::: Extracted records
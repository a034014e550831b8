//! Atomic playlist file writes.
//!
//! Playlist readers poll the file continuously; a write must never expose a
//! half-written document. Contents go to a sibling temp file, are synced,
//! and rename into place, so a reader sees either the old or the new
//! playlist.

use std::ffi::OsString;
use std::fs::{self, File};
use std::io::{self, Write};
use std::path::{Path, PathBuf};

fn temp_path_for(path: &Path) -> PathBuf {
    let mut name = OsString::from(path.as_os_str());
    name.push(".tmp");
    PathBuf::from(name)
}

/// Write `contents` to `path` atomically.
pub fn write_atomically(path: &Path, contents: &[u8]) -> io::Result<()> {
    if let Some(parent) = path.parent() {
        if !parent.as_os_str().is_empty() {
            fs::create_dir_all(parent)?;
        }
    }

    let tmp_path = temp_path_for(path);
    let mut file = File::create(&tmp_path)?;
    file.write_all(contents)?;
    file.sync_all()?;
    drop(file);

    fs::rename(&tmp_path, path)?;
    Ok(())
}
::::::
Instructions to follow
Wherever the word "from" turns up in the material, copy the whole line.

Written reply
    let mut name = OsString::from(path.as_os_str());
    PathBuf::from(name)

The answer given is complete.